October 10, 2013

Refactoring and Reparenting

Community
Traceability

In the days before streams, it was commonly accepted that if files had different names in different branches, you would need to set up a branch spec that mapped one set of file names to the other if you wanted to integrate changes between those branches. When we began developing streams functionality, we knew we would need to provide another way to handle refactoring within streams, since the branch view used to merge changes between a stream and its parent is dynamically generated and is supposed to be a relatively simple function of the paths specified for each stream – hence we came up with a system for matching different filename variants within a source and target to each other and setting up resolves between them. When designing this aspect (and others) of the streams functionality, we hoped we would be able to take advantage of the fact that streams come with their own “best practices” workflow. Changes naturally propagate between parent and child, and for the most part the user interface prompts you to merge/copy within these direct relationships, so “driving through hedges” is generally discouraged.

The following is a very simplified example of how a rename action (1->2) can be propagated from a parent stream (A) to its child stream (B).

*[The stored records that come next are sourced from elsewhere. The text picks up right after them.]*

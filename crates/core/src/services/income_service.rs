use uuid::Uuid;

use crate::errors::CoreError;
use crate::models::income::{Income, IncomeKind};
use crate::models::profile::Profile;

/// Manages the user's income list inside the local profile.
///
/// Entry validation lives here; the income model itself only applies
/// defaults and never rejects.
pub struct IncomeService;

impl IncomeService {
    pub fn new() -> Self {
        Self
    }

    /// Append an income, keeping entry order.
    pub fn add_income(&self, profile: &mut Profile, income: Income) -> Result<(), CoreError> {
        self.validate(income.amount, &income.kind)?;
        if profile.incomes.iter().any(|i| i.id == income.id) {
            return Err(CoreError::ValidationError(format!(
                "An income with id {} already exists",
                income.id
            )));
        }
        profile.incomes.push(income);
        Ok(())
    }

    /// Replace the amount and kind of an existing income. The id and the
    /// position in the list are kept; `hours` is derived again.
    pub fn update_income(
        &self,
        profile: &mut Profile,
        income_id: Uuid,
        amount: f64,
        kind: IncomeKind,
    ) -> Result<(), CoreError> {
        self.validate(amount, &kind)?;
        let income = profile
            .incomes
            .iter_mut()
            .find(|i| i.id == income_id)
            .ok_or_else(|| CoreError::IncomeNotFound(income_id.to_string()))?;
        *income = Income::with_id(income_id, amount, kind);
        Ok(())
    }

    /// Remove an income by id and return it.
    pub fn remove_income(&self, profile: &mut Profile, income_id: Uuid) -> Result<Income, CoreError> {
        let idx = profile
            .incomes
            .iter()
            .position(|i| i.id == income_id)
            .ok_or_else(|| CoreError::IncomeNotFound(income_id.to_string()))?;
        Ok(profile.incomes.remove(idx))
    }

    /// Rules:
    /// - Amount must be a positive number
    /// - A custom income needs a title
    fn validate(&self, amount: f64, kind: &IncomeKind) -> Result<(), CoreError> {
        if !amount.is_finite() || amount <= 0.0 {
            return Err(CoreError::ValidationError(
                "Income amount must be positive".into(),
            ));
        }
        if let IncomeKind::Custom { title, .. } = kind {
            if title.trim().is_empty() {
                return Err(CoreError::ValidationError(
                    "A custom income needs a title".into(),
                ));
            }
        }
        Ok(())
    }
}

impl Default for IncomeService {
    fn default() -> Self {
        Self::new()
    }
}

In this example, the branch view maps “A...” to “B...”, there is a branch record linking A1 to B1, and there is a move record linking A2 to A1. When we merge A2 through the branch view, all of these relationships come into play. Since B2 (the mapped version of A2) does not exist, we follow the move record back from A2 to A1, and follow the mapping to find B1, which does exist, and has content in common with A2 via the branch record. This tells us that we can integrate A2 to B1 and schedule a filename resolve which will move B1 to B2 (the target of the filename resolve is always the originally mapped path, which corresponds to the source file). Hence:

 //depot/blag/1/B1#1 - integrate from //depot/blag/1/A2#1 (remapped from
      //depot/blag/1/B2)
      ... must resolve content from //depot/blag/1/A2#1
      ... must resolve move to //depot/blag/1/B2

Any changes that have been made to A2 and/or B1 will be merged by the content resolve just as if you'd manually mapped A2 to B1 through a branch view.

Unfortunately, once you step outside parent/child stream relationships this gets more complicated. This can happen because a merge was performed with a manually specified parent that is more distantly related than the original parent, or because a stream was reparented. In either case, if the file names have changed but that information can't be translated through the branch view, it may not be possible to set up the resolves the same way we would for a parent/child merge.

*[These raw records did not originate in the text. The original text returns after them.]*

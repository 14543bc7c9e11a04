pub mod calendar;
pub mod errors;
pub mod format;
pub mod models;
pub mod remote;
pub mod services;
pub mod storage;

use chrono::NaiveDate;
use format::duration::{self, WorkingTime};
use format::locale::Locale;
use models::{
    income::{Income, IncomeKind},
    profile::Profile,
    report::{MonthlySummary, SavingsTotals},
    saving::Saving,
    schedule::WorkSchedule,
    session::Session,
    settings::Settings,
};
use remote::traits::SavingsRemote;
use services::{
    income_service::IncomeService, rate_service::RateService, report_service::ReportService,
    sync_service::SyncService,
};
use storage::manager::StorageManager;
use tracing::info;
use uuid::Uuid;

use errors::CoreError;

/// Main entry point for the Work Hours core library.
/// Holds the local profile and all services needed to operate on it.
#[must_use]
pub struct WorkHoursTracker {
    profile: Profile,
    income_service: IncomeService,
    rate_service: RateService,
    report_service: ReportService,
    sync_service: SyncService,
    /// Tracks whether any mutation has occurred since the last save/load.
    dirty: bool,
}

impl std::fmt::Debug for WorkHoursTracker {
    fn fmt(&self, f: &mut std::fmt::Formatter<'_>) -> std::fmt::Result {
        f.debug_struct("WorkHoursTracker")
            .field("incomes", &self.profile.incomes.len())
            .field("savings", &self.profile.savings.len())
            .field("pending", &self.profile.pending.len())
            .field("settings", &self.profile.settings)
            .field("signed_in", &self.profile.session.is_some())
            .field("dirty", &self.dirty)
            .finish()
    }
}

impl WorkHoursTracker {
    /// Create a brand new empty profile with default settings.
    pub fn create_new() -> Self {
        Self::build(Profile::default())
    }

    /// Load a profile from bytes previously produced by [`Self::save_to_bytes`].
    pub fn load_from_bytes(data: &[u8]) -> Result<Self, CoreError> {
        let profile = StorageManager::load_from_bytes(data)?;
        Ok(Self::build(profile))
    }

    /// Serialize the profile. Clears the unsaved-changes flag on success.
    pub fn save_to_bytes(&mut self) -> Result<Vec<u8>, CoreError> {
        let bytes = StorageManager::save_to_bytes(&self.profile)?;
        self.dirty = false;
        Ok(bytes)
    }

    /// Load from a file on disk (native only, not WASM).
    #[cfg(not(target_arch = "wasm32"))]
    pub fn load_from_file(path: &str) -> Result<Self, CoreError> {
        let profile = StorageManager::load_from_file(path)?;
        Ok(Self::build(profile))
    }

    /// Save to a file on disk (native only, not WASM).
    /// Clears the unsaved-changes flag on success.
    #[cfg(not(target_arch = "wasm32"))]
    pub fn save_to_file(&mut self, path: &str) -> Result<(), CoreError> {
        StorageManager::save_to_file(&self.profile, path)?;
        self.dirty = false;
        Ok(())
    }

    /// Returns `true` if the profile has been modified since the last save or load.
    #[must_use]
    pub fn has_unsaved_changes(&self) -> bool {
        self.dirty
    }

    // ── Onboarding ──────────────────────────────────────────────────

    #[must_use]
    pub fn is_onboarded(&self) -> bool {
        self.profile.onboarded
    }

    pub fn set_onboarded(&mut self, onboarded: bool) {
        if self.profile.onboarded != onboarded {
            self.profile.onboarded = onboarded;
            self.dirty = true;
        }
    }

    // ── Income Management ───────────────────────────────────────────

    /// Add an income. Non-positive schedule fields in `kind` are replaced
    /// with defaults; a non-positive amount is rejected.
    pub fn add_income(&mut self, amount: f64, kind: IncomeKind) -> Result<Uuid, CoreError> {
        let income = Income::new(amount, kind);
        let id = income.id;
        self.income_service.add_income(&mut self.profile, income)?;
        self.dirty = true;
        Ok(id)
    }

    /// Update the amount and kind of an existing income.
    pub fn update_income(
        &mut self,
        income_id: Uuid,
        amount: f64,
        kind: IncomeKind,
    ) -> Result<(), CoreError> {
        self.income_service
            .update_income(&mut self.profile, income_id, amount, kind)?;
        self.dirty = true;
        Ok(())
    }

    /// Remove an income by its ID and return it.
    pub fn remove_income(&mut self, income_id: Uuid) -> Result<Income, CoreError> {
        let removed = self.income_service.remove_income(&mut self.profile, income_id)?;
        self.dirty = true;
        Ok(removed)
    }

    #[must_use]
    pub fn get_income(&self, income_id: Uuid) -> Option<&Income> {
        self.profile.incomes.iter().find(|i| i.id == income_id)
    }

    /// All incomes, in entry order.
    #[must_use]
    pub fn get_incomes(&self) -> &[Income] {
        &self.profile.incomes
    }

    // ── Rate & Working Time ─────────────────────────────────────────

    /// Unweighted mean of every income's hourly rate; 0 with no usable income.
    #[must_use]
    pub fn average_hourly_rate(&self) -> f64 {
        self.rate_service.average_hourly_rate(&self.profile.incomes)
    }

    /// Work schedule derived from the first incomes that declare one.
    #[must_use]
    pub fn work_schedule(&self) -> WorkSchedule {
        self.rate_service.work_schedule(&self.profile.incomes)
    }

    /// Hours of work needed to earn `amount` at the current average rate.
    #[must_use]
    pub fn hours_needed(&self, amount: f64) -> f64 {
        self.rate_service
            .hours_needed(amount, self.average_hourly_rate())
    }

    /// What `amount` costs in working time, e.g. "۳ روز و ۲ ساعت کاری".
    #[must_use]
    pub fn price_in_work_time(&self, amount: f64) -> WorkingTime {
        self.format_working_time(self.hours_needed(amount))
    }

    /// Format a number of hours as working time under the derived schedule.
    #[must_use]
    pub fn format_working_time(&self, hours: f64) -> WorkingTime {
        duration::format_working_time(hours, &self.work_schedule(), self.locale())
    }

    /// Format a number of hours as clock time (centuries down to seconds).
    #[must_use]
    pub fn format_elapsed(&self, hours: f64) -> String {
        duration::format_elapsed(hours, self.locale())
    }

    /// Format a money amount in the current locale, e.g. "۱۲,۵۰۰ تومان".
    #[must_use]
    pub fn format_currency(&self, amount: f64) -> String {
        format::digits::format_currency(amount, self.locale())
    }

    // ── Savings ─────────────────────────────────────────────────────

    /// Record that `amount` was not spent, labelled with the current month.
    ///
    /// The saving is stored locally and, when signed in, queued for
    /// replication (see [`Self::sync_pending`]).
    pub fn record_saving(&mut self, amount: f64) -> Result<Saving, CoreError> {
        let month = calendar::current_month_label(self.locale());
        self.record_saving_with_label(amount, month)
    }

    /// Same as [`Self::record_saving`], labelled with the month of `date`.
    pub fn record_saving_at(&mut self, amount: f64, date: NaiveDate) -> Result<Saving, CoreError> {
        let month = calendar::month_label(date, self.locale());
        self.record_saving_with_label(amount, month)
    }

    /// Record a saving and try to send it right away. If sending fails it
    /// stays queued; the local record is kept either way.
    pub async fn record_saving_online(
        &mut self,
        amount: f64,
        remote: &dyn SavingsRemote,
    ) -> Result<Saving, CoreError> {
        let month = calendar::current_month_label(self.locale());
        let saving = self.new_saving(amount, month)?;
        self.profile.savings.push(saving.clone());
        self.dirty = true;
        self.sync_service
            .replicate_new(&mut self.profile, remote, &saving)
            .await;
        Ok(saving)
    }

    /// Delete a saving locally (and from the replication queue).
    pub fn remove_saving(&mut self, saving_id: Uuid) -> Result<Saving, CoreError> {
        let idx = self
            .profile
            .savings
            .iter()
            .position(|s| s.id == saving_id)
            .ok_or_else(|| CoreError::SavingNotFound(saving_id.to_string()))?;
        let removed = self.profile.savings.remove(idx);
        self.profile.pending.retain(|s| s.id != saving_id);
        self.dirty = true;
        Ok(removed)
    }

    /// All savings, oldest first.
    #[must_use]
    pub fn get_savings(&self) -> &[Saving] {
        &self.profile.savings
    }

    /// Savings recorded under exactly this month label.
    #[must_use]
    pub fn get_savings_for_month(&self, month: &str) -> Vec<&Saving> {
        self.profile
            .savings
            .iter()
            .filter(|s| s.month == month)
            .collect()
    }

    /// Savings still waiting to be sent to the server.
    #[must_use]
    pub fn pending_savings(&self) -> &[Saving] {
        &self.profile.pending
    }

    // ── Reports ─────────────────────────────────────────────────────

    #[must_use]
    pub fn monthly_summaries(&self) -> Vec<MonthlySummary> {
        self.report_service.monthly_summaries(&self.profile.savings)
    }

    #[must_use]
    pub fn summary_for_month(&self, month: &str) -> MonthlySummary {
        self.report_service
            .summary_for_month(&self.profile.savings, month)
    }

    #[must_use]
    pub fn savings_totals(&self) -> SavingsTotals {
        self.report_service.totals(&self.profile.savings)
    }

    /// The report month picker: the month of `today` and the 11 before it.
    #[must_use]
    pub fn months_for_selection(&self, today: NaiveDate) -> Vec<calendar::MonthOption> {
        calendar::months_for_selection(today, self.locale())
    }

    /// Export all savings as a JSON string.
    pub fn export_savings_to_json(&self) -> Result<String, CoreError> {
        serde_json::to_string_pretty(&self.profile.savings)
            .map_err(|e| CoreError::Serialization(format!("Failed to serialize savings to JSON: {e}")))
    }

    // ── Session ─────────────────────────────────────────────────────

    /// Store the session handed over by the auth service.
    pub fn sign_in(&mut self, session: Session) {
        info!(user = %session.username, "signed in");
        self.profile.session = Some(session);
        self.dirty = true;
    }

    /// Forget the session and every local record. Only the onboarding flag
    /// and the settings survive.
    pub fn sign_out(&mut self) {
        info!("signed out, local data cleared");
        let settings = std::mem::take(&mut self.profile.settings);
        self.profile = Profile {
            onboarded: true,
            settings,
            ..Profile::default()
        };
        self.dirty = true;
    }

    #[must_use]
    pub fn session(&self) -> Option<&Session> {
        self.profile.session.as_ref()
    }

    #[must_use]
    pub fn is_authenticated(&self) -> bool {
        self.profile.session.is_some()
    }

    // ── Replication ─────────────────────────────────────────────────

    /// Send every queued saving. Returns how many were sent; the queue is
    /// kept if the server does not accept the batch.
    pub async fn sync_pending(&mut self, remote: &dyn SavingsRemote) -> Result<usize, CoreError> {
        let sent = self
            .sync_service
            .flush_pending(&mut self.profile, remote)
            .await?;
        if sent > 0 {
            self.dirty = true;
        }
        Ok(sent)
    }

    /// Replace local savings with the server's list.
    pub async fn pull_savings(&mut self, remote: &dyn SavingsRemote) -> Result<usize, CoreError> {
        let count = self.sync_service.pull(&mut self.profile, remote).await?;
        self.dirty = true;
        Ok(count)
    }

    /// Flush the queue, then pull the server's list.
    pub async fn initial_sync(&mut self, remote: &dyn SavingsRemote) -> Result<usize, CoreError> {
        let count = self
            .sync_service
            .initial_sync(&mut self.profile, remote)
            .await?;
        self.dirty = true;
        Ok(count)
    }

    // ── Settings ────────────────────────────────────────────────────

    #[must_use]
    pub fn get_settings(&self) -> &Settings {
        &self.profile.settings
    }

    #[must_use]
    pub fn locale(&self) -> Locale {
        self.profile.settings.locale
    }

    pub fn set_locale(&mut self, locale: Locale) {
        if self.profile.settings.locale != locale {
            self.profile.settings.locale = locale;
            self.dirty = true;
        }
    }

    /// Set or clear the replication server. The URL must use http or https.
    pub fn set_server_url(&mut self, url: Option<String>) -> Result<(), CoreError> {
        let url = url.map(|u| u.trim().trim_end_matches('/').to_string());
        if let Some(u) = &url {
            if !(u.starts_with("https://") || u.starts_with("http://")) || u.contains(char::is_whitespace) {
                return Err(CoreError::ValidationError(format!(
                    "Invalid server URL '{u}': must start with http:// or https://"
                )));
            }
        }
        self.profile.settings.server_url = url;
        self.dirty = true;
        Ok(())
    }

    // ── Internal ────────────────────────────────────────────────────

    fn record_saving_with_label(&mut self, amount: f64, month: String) -> Result<Saving, CoreError> {
        let saving = self.new_saving(amount, month)?;
        self.profile.savings.push(saving.clone());
        if self.profile.session.is_some() {
            self.sync_service.enqueue(&mut self.profile, saving.clone());
        }
        self.dirty = true;
        Ok(saving)
    }

    fn new_saving(&self, amount: f64, month: String) -> Result<Saving, CoreError> {
        if !amount.is_finite() || amount <= 0.0 {
            return Err(CoreError::ValidationError(
                "Saving amount must be positive".into(),
            ));
        }
        let hours = self.hours_needed(amount);
        if hours <= 0.0 {
            return Err(CoreError::ValidationError(
                "Cannot record a saving without an hourly rate; add an income first".into(),
            ));
        }
        Ok(Saving::new(amount, hours, month))
    }

    fn build(profile: Profile) -> Self {
        Self {
            profile,
            income_service: IncomeService::new(),
            rate_service: RateService::new(),
            report_service: ReportService::new(),
            sync_service: SyncService::new(),
            dirty: false,
        }
    }
}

Extending the previous example, suppose A has another child stream, C, that was branched after the rename. Merges between A and C don't have to contend with the rename at all since the paths already match. If C is merged directly to B, though, the differences in file path become problematic.

As in our previous example, the source file (C2) maps to an empty target path (B2), but this time there is no move record in C. The move record still exists in A, but within the context of this merge there is no mapping from A to either B or C, and when we're trying to match filenames to each other, we rely on the mapping to tell us how each move record in the source maps to the target and vice versa. The end result of this merge, then, is to create B2 as a new file, which puts B in the situation of having two variants of the same file, and confusion multiplies from there.

The situation to be careful of, then, is reparenting between streams that are on opposite sides of a refactoring effort – after a bunch of refactoring changes, parent/child merges will get everything lined up correctly, but jumping directly between siblings can be problematic. Here are a couple of ways to get those sibling streams lined up to make merges go more smoothly:

1. Sync the files up by merging from the parent stream first.

This is the most straightforward fix. Using our example, prior to merging C to B (or as part of the reparenting operation), merge A to B (at least as far as the C branch point) to make sure that B has all of A's changes that C does. Once B is synced up with the version of A that C was branched from, merges between C and B will go much smoother.

2. Create branches that are likely to be reparented with deeper history.

This requires foresight and makes branches “heavier”, but also provides a lot of flexibility by giving each branch all of the history it needs to be merged with any child of its parent. In our example, we would do this by creating C as a branch from an earlier point on A before copying the latest changes from the desired branch point on A to C. Here's what that looks like:

Now C contains a move record that associates C2 to C1, which allows the rename to be merged into B just as it would be from A:

//depot/blag/2/B1#1 - integrate from //depot/blag/2/C2#1 (remapped from
      //depot/blag/2/B2)
      ... must resolve content from //depot/blag/2/C2#1
      ... must resolve move to //depot/blag/2/B2

We are currently experimenting with adding features in the server to make this type of “deep history” easier to create, so that sites which commonly reparent streams after refactoring the mainline will be able to do so and merge changes between the newly reparented streams even when none of the files have the same names at their head revisions.